Bead-milling and recrystallization from natural marmatite to Fe-doping ZnS-C materials for lithium-ion battery anodes

Abstract

The use of ZnS as anode materials in lithium-ion batteries (LIBs) has exhibited particular advantages of high theoretical capacity (962.3 mAh•g−1) and low discharge platform. Compared to chemosynthetic ZnS, natural marmatite (Fe-doped ZnS) can be regarded as a promising anode material with higher conductivity and lower cost. In this work, Fe-doped ZnS composites-1/2/3 (FZC-1/2/3) were synthesized by three methods: bead-milling, bead-milling with Super P, and solid-phase recrystallization (SPR) after bead-milling with Super P, respectively. FZC-3 exhibited high initial discharge and charge capacities of 1031.2 and 825.6 mAh g−1, respectively.
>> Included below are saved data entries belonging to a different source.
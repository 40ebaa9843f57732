//! Per-stream worker.
//!
//! Each stream has one worker thread. It owns the encoder handle and is the
//! only writer of the stream snapshot once it exists, so process exits,
//! retries and stop requests for one stream never race each other.

use std::collections::VecDeque;
use std::sync::Arc;
use std::time::{Duration, Instant};

use crossbeam_channel::{Receiver, RecvTimeoutError, Sender};
use tracing::{debug, error, info, trace, warn};

use airwave_diagnostics::{normalize_exit_code, ExitDetails};
use airwave_ipc::{Diagnosis, StreamConfig, StreamStatus};

use crate::process::{ExitInfo, ProcessEvent, ProcessHandle, Termination};
use crate::registry::StreamSlot;
use crate::supervisor::{now_ms, Shared};

/// Everything a stream worker reacts to.
#[derive(Debug)]
pub(crate) enum StreamMessage {
    /// Something happened to the encoder launched as `attempt`.
    Process { attempt: u32, event: ProcessEvent },

    /// The stream should stop.
    Stop,
}

enum Phase {
    Running(Box<dyn ProcessHandle>),
    Stopping {
        handle: Box<dyn ProcessHandle>,
        deadline: Instant,
        forced: bool,
    },
}

pub(crate) struct StreamWorker {
    shared: Arc<Shared>,
    slot: Arc<StreamSlot>,
    config: StreamConfig,
    tx: Sender<StreamMessage>,
    rx: Receiver<StreamMessage>,
    attempt: u32,
    format_index: usize,
    network_retries: u32,
    launched_at: Instant,
    output: VecDeque<String>,
}

impl StreamWorker {
    /// Worker for a stream whose first attempt is already running.
    pub(crate) fn new(
        shared: Arc<Shared>,
        slot: Arc<StreamSlot>,
        config: StreamConfig,
        tx: Sender<StreamMessage>,
        rx: Receiver<StreamMessage>,
    ) -> Self {
        let tail = shared.config.output_tail_lines;
        Self {
            shared,
            slot,
            config,
            tx,
            rx,
            attempt: 1,
            format_index: 0,
            network_retries: 0,
            launched_at: Instant::now(),
            output: VecDeque::with_capacity(tail),
        }
    }

    pub(crate) fn run(mut self, handle: Box<dyn ProcessHandle>) {
        debug!(stream_id = %self.slot.id(), "Stream worker started");
        let mut phase = Phase::Running(handle);

        loop {
            let message = match &phase {
                Phase::Running(_) => self.rx.recv().map_err(|_| RecvTimeoutError::Disconnected),
                Phase::Stopping { deadline, .. } => self
                    .rx
                    .recv_timeout(deadline.saturating_duration_since(Instant::now())),
            };

            phase = match message {
                Ok(StreamMessage::Stop) => self.on_stop(phase),
                Ok(StreamMessage::Process { attempt, .. }) if attempt != self.attempt => {
                    trace!(stream_id = %self.slot.id(), attempt, "Ignoring event from earlier attempt");
                    phase
                }
                Ok(StreamMessage::Process {
                    event: ProcessEvent::Output(line),
                    ..
                }) => {
                    self.record_output(line);
                    phase
                }
                Ok(StreamMessage::Process {
                    event: ProcessEvent::Exited(info),
                    ..
                }) => match self.on_exit(phase, info) {
                    Some(next) => next,
                    None => break,
                },
                Err(RecvTimeoutError::Timeout) => self.on_grace_expired(phase),
                Err(RecvTimeoutError::Disconnected) => {
                    // Unreachable while we hold `tx`; finish rather than spin.
                    error!(stream_id = %self.slot.id(), "Stream queue closed");
                    self.finish(StreamStatus::Error, Some(Diagnosis::unknown()));
                    break;
                }
            };
        }

        debug!(stream_id = %self.slot.id(), "Stream worker finished");
    }

    fn on_stop(&mut self, phase: Phase) -> Phase {
        let mut handle = match phase {
            Phase::Running(handle) => handle,
            stopping @ Phase::Stopping { .. } => {
                debug!(stream_id = %self.slot.id(), "Already stopping");
                return stopping;
            }
        };

        self.shared.transition(&self.slot, |s| s.status = StreamStatus::Stopping);

        let forced = match handle.terminate(Termination::Graceful) {
            Ok(()) => false,
            Err(e) => {
                warn!(stream_id = %self.slot.id(), "Graceful termination failed, killing: {}", e);
                self.kill(handle.as_mut());
                true
            }
        };

        Phase::Stopping {
            handle,
            deadline: Instant::now() + self.shared.config.grace_period,
            forced,
        }
    }

    fn on_grace_expired(&mut self, phase: Phase) -> Phase {
        match phase {
            Phase::Stopping {
                mut handle, forced, ..
            } => {
                if forced {
                    warn!(stream_id = %self.slot.id(), "Encoder still running after kill");
                } else {
                    warn!(
                        stream_id = %self.slot.id(),
                        grace_ms = self.shared.config.grace_period.as_millis() as u64,
                        "Encoder ignored stop request, killing"
                    );
                }
                self.kill(handle.as_mut());
                Phase::Stopping {
                    handle,
                    deadline: Instant::now() + self.shared.config.grace_period,
                    forced: true,
                }
            }
            running => running,
        }
    }

    fn kill(&self, handle: &mut dyn ProcessHandle) {
        if let Err(e) = handle.terminate(Termination::Forceful) {
            error!(stream_id = %self.slot.id(), "Failed to kill encoder: {}", e);
        }
    }

    fn record_output(&mut self, line: String) {
        if self.shared.config.output_tail_lines == 0 {
            return;
        }
        if self.output.len() == self.shared.config.output_tail_lines {
            self.output.pop_front();
        }
        self.output.push_back(line);
    }

    fn record_exit(&self, info: ExitInfo) {
        self.slot.update(|s| {
            s.pid = None;
            s.exited_at_ms = Some(now_ms());
            s.exit_code = info.code.and_then(normalize_exit_code);
            s.exit_signal = info.signal;
        });
    }

    /// Handle the current attempt's exit. Returns the next phase, or `None`
    /// once the stream is terminal.
    fn on_exit(&mut self, phase: Phase, info: ExitInfo) -> Option<Phase> {
        self.record_exit(info);

        match phase {
            Phase::Stopping { .. } => {
                info!(stream_id = %self.slot.id(), "Encoder stopped");
                self.finish(StreamStatus::Stopped, None);
                None
            }
            Phase::Running(_) => self.on_failure(info),
        }
    }

    fn on_failure(&mut self, info: ExitInfo) -> Option<Phase> {
        let output = Vec::from(std::mem::take(&mut self.output)).join("\n");
        let diagnosis = self.shared.classifier.classify_exit(
            &output,
            ExitDetails {
                code: info.code,
                signal: info.signal,
            },
        );

        warn!(
            stream_id = %self.slot.id(),
            attempt = self.attempt,
            category = diagnosis.category.name(),
            signature = %diagnosis.signature,
            "Encoder exited: {}",
            diagnosis.message
        );
        self.shared.diagnose(&self.slot, diagnosis.clone());

        if self.shared.config.retry.is_stable(self.launched_at.elapsed()) {
            self.network_retries = 0;
        }

        if diagnosis.category.is_network() {
            self.shared.resolver.invalidate();
            if self.shared.config.retry.allows_network_retry(self.network_retries) {
                self.network_retries += 1;
                info!(stream_id = %self.slot.id(), "Retrying after re-discovering the server");
                return self.relaunch();
            }
            self.finish(StreamStatus::Error, Some(Diagnosis::network_exhausted(&diagnosis)));
            return None;
        }

        if !diagnosis.retryable {
            self.finish(StreamStatus::Error, None);
            return None;
        }

        let formats = &self.shared.config.formats;
        if !formats.has_next(self.format_index) {
            let exhausted = Diagnosis::exhausted(formats.count(), Some(&diagnosis));
            self.finish(StreamStatus::Error, Some(exhausted));
            return None;
        }

        self.format_index += 1;
        info!(
            stream_id = %self.slot.id(),
            format = formats.format_at(self.format_index).map(|p| p.name.as_str()).unwrap_or("?"),
            "Falling back to next format"
        );
        self.relaunch()
    }

    fn relaunch(&mut self) -> Option<Phase> {
        self.attempt += 1;
        self.shared.transition(&self.slot, |s| s.status = StreamStatus::Starting);

        let delay = self.shared.config.retry.delay_for_attempt(self.attempt);
        if !self.wait_before_retry(delay) {
            info!(stream_id = %self.slot.id(), "Stopped before retry");
            self.finish(StreamStatus::Stopped, None);
            return None;
        }

        let launched = self.shared.launch_attempt(
            &self.slot,
            &self.config,
            self.format_index,
            self.attempt,
            &self.tx,
        );

        match launched {
            Ok(handle) => {
                self.launched_at = Instant::now();
                self.shared
                    .mark_running(&self.slot, handle.as_ref(), self.format_index, self.attempt);
                Some(Phase::Running(handle))
            }
            Err(e) => {
                error!(stream_id = %self.slot.id(), attempt = self.attempt, "Relaunch failed: {}", e);
                self.finish(StreamStatus::Error, Some(Diagnosis::launch(&e)));
                None
            }
        }
    }

    /// Sleep out the retry delay. Returns false if a stop arrived meanwhile.
    fn wait_before_retry(&self, delay: Duration) -> bool {
        let deadline = Instant::now() + delay;
        loop {
            match self
                .rx
                .recv_timeout(deadline.saturating_duration_since(Instant::now()))
            {
                Ok(StreamMessage::Stop) => return false,
                // Only events from finished attempts can arrive here.
                Ok(StreamMessage::Process { .. }) => continue,
                Err(RecvTimeoutError::Timeout) | Err(RecvTimeoutError::Disconnected) => return true,
            }
        }
    }

    fn finish(&self, status: StreamStatus, diagnosis: Option<Diagnosis>) {
        self.shared.finish(&self.slot, status, diagnosis);
    }
}
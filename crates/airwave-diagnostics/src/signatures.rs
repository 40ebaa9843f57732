//! The built-in output signature table.
//!
//! Order is priority. A signature must sit above any generic signature whose
//! pattern also matches the output it is meant to catch; each entry has a
//! regression test in `classifier.rs` pinning that.

use std::sync::LazyLock;

use regex::{Regex, RegexBuilder};

use airwave_ipc::{Diagnosis, DiagnosisCategory};

/// A pattern over raw encoder output and the diagnosis it yields.
#[derive(Debug, Clone)]
pub struct Signature {
    id: String,
    pattern: Regex,
    category: DiagnosisCategory,
    message: String,
    retryable: bool,
}

impl Signature {
    /// Compile a case-insensitive signature.
    pub fn new(
        id: impl Into<String>,
        pattern: &str,
        category: DiagnosisCategory,
        message: impl Into<String>,
        retryable: bool,
    ) -> Result<Self, regex::Error> {
        let pattern = RegexBuilder::new(pattern).case_insensitive(true).build()?;
        Ok(Self {
            id: id.into(),
            pattern,
            category,
            message: message.into(),
            retryable,
        })
    }

    /// Signature identifier.
    pub fn id(&self) -> &str {
        &self.id
    }

    /// Category of the diagnosis this signature produces.
    pub fn category(&self) -> DiagnosisCategory {
        self.category
    }

    /// Returns true if the output contains this signature.
    pub fn matches(&self, output: &str) -> bool {
        self.pattern.is_match(output)
    }

    /// Build the diagnosis for a match.
    pub fn diagnosis(&self) -> Diagnosis {
        Diagnosis::new(self.category, self.message.clone(), self.retryable, self.id.clone())
    }
}

struct SignatureSpec {
    id: &'static str,
    pattern: &'static str,
    category: DiagnosisCategory,
    message: &'static str,
    retryable: bool,
}

const BUILTIN: &[SignatureSpec] = &[
    // Busy devices usually also print a generic I/O error.
    SignatureSpec {
        id: "device_busy",
        pattern: r"device or resource busy|\bEBUSY\b|audio device[^\n]*\b(busy|in use)\b",
        category: DiagnosisCategory::DeviceBusy,
        message: "The audio input is in use by another application. Close it or choose another input.",
        retryable: false,
    },
    SignatureSpec {
        id: "permission_denied",
        pattern: r"permission denied|access is denied|operation not permitted",
        category: DiagnosisCategory::PermissionDenied,
        message: "The encoder is not allowed to open the audio input. Check microphone permissions.",
        retryable: false,
    },
    SignatureSpec {
        id: "input_not_found",
        pattern: r"no such file or directory|no such device|could not find audio (only )?device|audio device not found|cannot open audio device|unknown input format",
        category: DiagnosisCategory::InputNotFound,
        message: "The audio input could not be found. It may have been unplugged or renamed.",
        retryable: false,
    },
    SignatureSpec {
        id: "authentication",
        pattern: r"401 unauthori[sz]ed|authentication failed|\bunauthori[sz]ed\b",
        category: DiagnosisCategory::Authentication,
        message: "The broadcast server rejected the source password.",
        retryable: false,
    },
    SignatureSpec {
        id: "mount_in_use",
        pattern: r"403 forbidden|mount ?point (is )?(already )?in use|source already connected",
        category: DiagnosisCategory::MountInUse,
        message: "Another source is already broadcasting on this stream's mount point.",
        retryable: false,
    },
    // Connection failures are often reported as a header write failure too.
    SignatureSpec {
        id: "network",
        pattern: r"connection refused|connection timed out|operation timed out|no route to host|network is unreachable|connection reset by peer|broken pipe|failed to resolve hostname|name or service not known|could not resolve host",
        category: DiagnosisCategory::Network,
        message: "The broadcast server could not be reached.",
        retryable: true,
    },
    SignatureSpec {
        id: "encoder_unavailable",
        pattern: r"unknown encoder|encoder not found|no such encoder|encoder \S+ not found",
        category: DiagnosisCategory::EncoderUnavailable,
        message: "The installed encoder does not support this audio format.",
        retryable: true,
    },
    SignatureSpec {
        id: "format_unsupported",
        pattern: r"not currently supported in container|could not write header|not a suitable output format|unable to find a suitable output format|unsupported codec|incorrect codec parameters|error initializing output stream",
        category: DiagnosisCategory::FormatUnsupported,
        message: "The audio format could not be streamed with this codec and container.",
        retryable: true,
    },
    SignatureSpec {
        id: "invalid_input",
        pattern: r"invalid data found when processing input|could not find codec parameters|moov atom not found",
        category: DiagnosisCategory::InvalidInput,
        message: "The audio source could not be decoded.",
        retryable: false,
    },
    SignatureSpec {
        id: "io",
        pattern: r"input/output error|\bI/O error\b|\bEIO\b",
        category: DiagnosisCategory::Io,
        message: "Reading the audio input or writing the stream failed.",
        retryable: false,
    },
];

static BUILTIN_SIGNATURES: LazyLock<Vec<Signature>> = LazyLock::new(|| {
    BUILTIN
        .iter()
        .map(|spec| {
            Signature::new(spec.id, spec.pattern, spec.category, spec.message, spec.retryable)
                .expect("built-in signature patterns are valid")
        })
        .collect()
});

/// The built-in table, in priority order.
pub(crate) fn builtin() -> Vec<Signature> {
    BUILTIN_SIGNATURES.clone()
}

#[cfg(test)]
mod tests {
    use super::*;

    #[test]
    fn test_builtin_table_compiles() {
        assert_eq!(builtin().len(), BUILTIN.len());
    }

    #[test]
    fn test_builtin_ids_are_unique() {
        let mut ids: Vec<_> = BUILTIN.iter().map(|s| s.id).collect();
        ids.sort_unstable();
        ids.dedup();
        assert_eq!(ids.len(), BUILTIN.len());
    }

    #[test]
    fn test_signature_is_case_insensitive() {
        let signature = Signature::new(
            "x",
            "connection refused",
            DiagnosisCategory::Network,
            "m",
            true,
        )
        .unwrap();
        assert!(signature.matches("tcp://h:1: Connection Refused"));
    }
}
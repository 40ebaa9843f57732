//! Change-notification fan-out.

use crossbeam_channel::{Receiver, Sender, TrySendError};
use parking_lot::Mutex;
use tracing::warn;

use airwave_ipc::{event_channel, SupervisorEvent};

/// Delivers supervisor events to every subscriber without blocking.
#[derive(Default)]
pub(crate) struct EventHub {
    subscribers: Mutex<Vec<Sender<SupervisorEvent>>>,
}

impl EventHub {
    pub(crate) fn subscribe(&self) -> Receiver<SupervisorEvent> {
        let (tx, rx) = event_channel();
        self.subscribers.lock().push(tx);
        rx
    }

    pub(crate) fn publish(&self, event: SupervisorEvent) {
        let mut subscribers = self.subscribers.lock();
        subscribers.retain(|tx| match tx.try_send(event.clone()) {
            Ok(()) => true,
            Err(TrySendError::Full(_)) => {
                warn!(stream_id = %event.stream_id(), "Subscriber lagging, event dropped");
                true
            }
            Err(TrySendError::Disconnected(_)) => false,
        });
    }
}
Even after 200 cycles, it retained a charge capacity of 672.0 mAh g−1 at 0.2 A g−1, with a coulombic efficiency (CE) of 99.6%. Even at high specific currents of 2.0 and 10.0 A g−1, the maintained discharge capacities of 555.1 and 183.2 mAh g−1 after 1000 cycles, respectively, and the CE was almost 100%. In addition, phase transition of Fe and aggregation structure were characterized to explore the improvement of cycling stability. Furthermore, the first-principles calculation was performed to investigate Fe-doped ZnS and S-doped carbon. This work will provide a simple and practical method to produce marmatite-based anodes for LIBs.